4. What is the importance of collaborative relationships to competition?


The competitive environment of international business is changing rapidly. To be competitive
in global markets a company must meet or exceed new standards for quality and new levels
of technology. There is an increasing change of pace for product development and
profitability. Cost efficient, technologically advanced products are being offered by
competitors and demanded in established markets as well as in markets rising from formerly
Marxist-socialist economies. Opportunities abound the world over, but to benefit, firms must
be current in new technology, have the ability to keep abreast of technological change, have
distribution systems to capitalize on global demand, have cost-effective manufacturing, and
have capital to build new systems as necessary.
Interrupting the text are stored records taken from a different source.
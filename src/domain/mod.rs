//! Domain layer for cloudwatch-log-forwarder.
//!
//! Contains the canonical types shared across all modules:
//! - `LogBatch` / `RawLogLine`: decoded subscription input
//! - `FieldValue` / `Fields`: dynamically-typed field bags
//! - `NormalizedEvent`: the pipeline's output
//! - `ForwarderError`: Top-level error type

pub mod error;
pub mod event;
pub mod log_batch;
pub mod value;

pub use error::ForwarderError;
pub use event::{CloudwatchMetadata, NormalizedEvent, RESERVED_KEY, TIMESTAMP_FIELD};
pub use log_batch::{LogBatch, LogBatchMetadata, RawLogLine};
pub use value::{FieldValue, Fields};
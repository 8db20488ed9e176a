//! Lambda lifecycle line matcher (`START`, `END`, `REPORT`).

use super::{FormatTag, GenericMatcher, MatchResult, Matcher};
use crate::domain::{FieldValue, Fields};
use crate::parser::named_groups::{NamedCaptures, extract_named_groups};
use crate::parser::regex_patterns::{PATTERNS, pattern_name};

const FLOAT_FIELDS: &[&str] = &["duration_ms"];
const INTEGER_FIELDS: &[&str] = &["duration_billed_ms", "memory_size_mb", "memory_size_max_mb"];

/// Matcher for output of the Lambda runtime itself.
#[derive(Debug, Clone, Copy, Default)]
pub struct LifecycleMatcher {
    fallback: GenericMatcher,
}

impl LifecycleMatcher {
    pub fn new(fallback: GenericMatcher) -> Self {
        Self { fallback }
    }

    fn extract(pattern: &str, message: &str) -> Option<NamedCaptures> {
        let regex = PATTERNS.get_by_name(pattern).ok()?;
        extract_named_groups(regex, pattern, message).ok()
    }

    fn lifecycle_line(pattern: &str, line_type: &str, message: &str) -> MatchResult {
        let Some(groups) = Self::extract(pattern, message) else {
            return MatchResult::raw_message(message);
        };

        let mut fields: Fields = groups
            .into_iter()
            .map(|(k, v)| (k, FieldValue::String(v)))
            .collect();
        fields.insert("type".to_string(), FieldValue::from(line_type));
        MatchResult::new(fields, FormatTag::LambdaInfo)
    }

    fn report_line(message: &str) -> MatchResult {
        Self::extract(pattern_name::LAMBDA_REPORT, message)
            .and_then(coerce_report)
            .map(|fields| MatchResult::new(fields, FormatTag::LambdaInfo))
            .unwrap_or_else(|| MatchResult::raw_message(message))
    }
}

/// Type the numeric REPORT fields. A single malformed number rejects the
/// whole line.
fn coerce_report(groups: NamedCaptures) -> Option<Fields> {
    let mut fields = Fields::new();
    for (key, raw) in groups {
        let value = if FLOAT_FIELDS.contains(&key.as_str()) {
            let parsed = raw.parse::<f64>().ok().filter(|n| n.is_finite())?;
            FieldValue::Float(parsed)
        } else if INTEGER_FIELDS.contains(&key.as_str()) {
            FieldValue::Integer(raw.parse::<i64>().ok()?)
        } else {
            FieldValue::String(raw)
        };
        fields.insert(key, value);
    }
    fields.insert("type".to_string(), FieldValue::from("report"));
    Some(fields)
}

impl Matcher for LifecycleMatcher {
    fn name(&self) -> &'static str {
        "lambda"
    }

    fn match_message(&self, message: &str) -> MatchResult {
        if message.starts_with("START") {
            Self::lifecycle_line(pattern_name::LAMBDA_START, "start", message)
        } else if message.starts_with("END") {
            Self::lifecycle_line(pattern_name::LAMBDA_END, "end", message)
        } else if message.starts_with("REPORT") {
            Self::report_line(message)
        } else {
            self.fallback.match_message(message)
        }
    }
}
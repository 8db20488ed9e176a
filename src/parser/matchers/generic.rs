//! JSON-first matcher with raw-text fallback.

use super::{FormatTag, MatchResult, Matcher};
use crate::domain::value::fields_from_object;
use crate::domain::{FieldValue, Fields};
use serde_json::Value;

/// Decodes JSON objects; anything else is kept as a raw `message`.
#[derive(Debug, Clone, Copy, Default)]
pub struct GenericMatcher {
    max_json_depth: Option<u8>,
}

impl GenericMatcher {
    pub fn new(max_json_depth: Option<u8>) -> Self {
        Self { max_json_depth }
    }

    /// Decode `message` as a JSON object, applying the depth limit if any.
    pub fn decode_object(&self, message: &str) -> Option<Fields> {
        let Ok(Value::Object(obj)) = serde_json::from_str::<Value>(message) else {
            return None;
        };
        let fields = fields_from_object(obj);

        Some(match self.max_json_depth {
            Some(depth) => shrink_fields(fields, depth),
            None => fields,
        })
    }
}

impl Matcher for GenericMatcher {
    fn name(&self) -> &'static str {
        "generic"
    }

    fn match_message(&self, message: &str) -> MatchResult {
        match self.decode_object(message) {
            Some(fields) => MatchResult::new(fields, FormatTag::Json),
            None => MatchResult::raw_message(message),
        }
    }
}

/// Keep `max_depth` levels of containers structured (the top-level object
/// counts as the first); deeper objects and lists become compact JSON text.
pub fn shrink_fields(fields: Fields, max_depth: u8) -> Fields {
    let remaining = max_depth.saturating_sub(1);
    fields
        .into_iter()
        .map(|(key, value)| (key, shrink_value(value, remaining)))
        .collect()
}

fn shrink_value(value: FieldValue, remaining: u8) -> FieldValue {
    match value {
        FieldValue::Map(_) | FieldValue::List(_) if remaining == 0 => {
            FieldValue::String(value.to_json_string())
        }
        FieldValue::Map(map) => FieldValue::Map(
            map.into_iter()
                .map(|(k, v)| (k, shrink_value(v, remaining - 1)))
                .collect(),
        ),
        FieldValue::List(items) => FieldValue::List(
            items
                .into_iter()
                .map(|v| shrink_value(v, remaining - 1))
                .collect(),
        ),
        scalar => scalar,
    }
}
The accelerating rate of technological progress, market demand created by global


industrialization, and the creation of new middle classes will result in tremendous potential in
global markets. But, along with this surge in global demand comes an increase in competition
as technology and management capabilities spread beyond global companies to new
competitors from Asia, Europe, and Latin America. Although global markets offer
tremendous potential, companies seeking to function effectively in a fragmented global
market of five billion people are being forced to stretch production, design\engineering, and
marketing resources and capabilities because of the intensity of competition and the
increasing pace of technology. Improvements in quality and staying on the cutting edge of
technology are critical and basic for survival but often are not enough. Restructuring,
reorganizing and downsizing are all avenues being taken by firms to strengthen their
competitive positions. Additionally, many multinational companies are realizing they must
develop long term, mutually beneficial relationships throughout the company and beyond to
competitors, suppliers, governments, and customers. In short, multinational companies are
developing orientations that focus on building collaborative relationships to promote long-
term alliances and they are seeking continuous, mutually beneficial exchanges.

The environment facing multinational companies demands flexibility, quality, cost


containment, cutting edge manufacturing skills, and a rapid response to market changes to
sustain a competitive advantage. The strengths and capabilities a company must have to be a
major player are enormous and few companies can cover all the bases all of the time. To
shore up weaknesses, companies are entering relationships with others to share what each
does best whether in marketing, research or manufacturing. Collaborative relationships are
becoming a common way to meet the demands of global competition and a successful
collaboration means that each achieves more together than either can accomplish alone.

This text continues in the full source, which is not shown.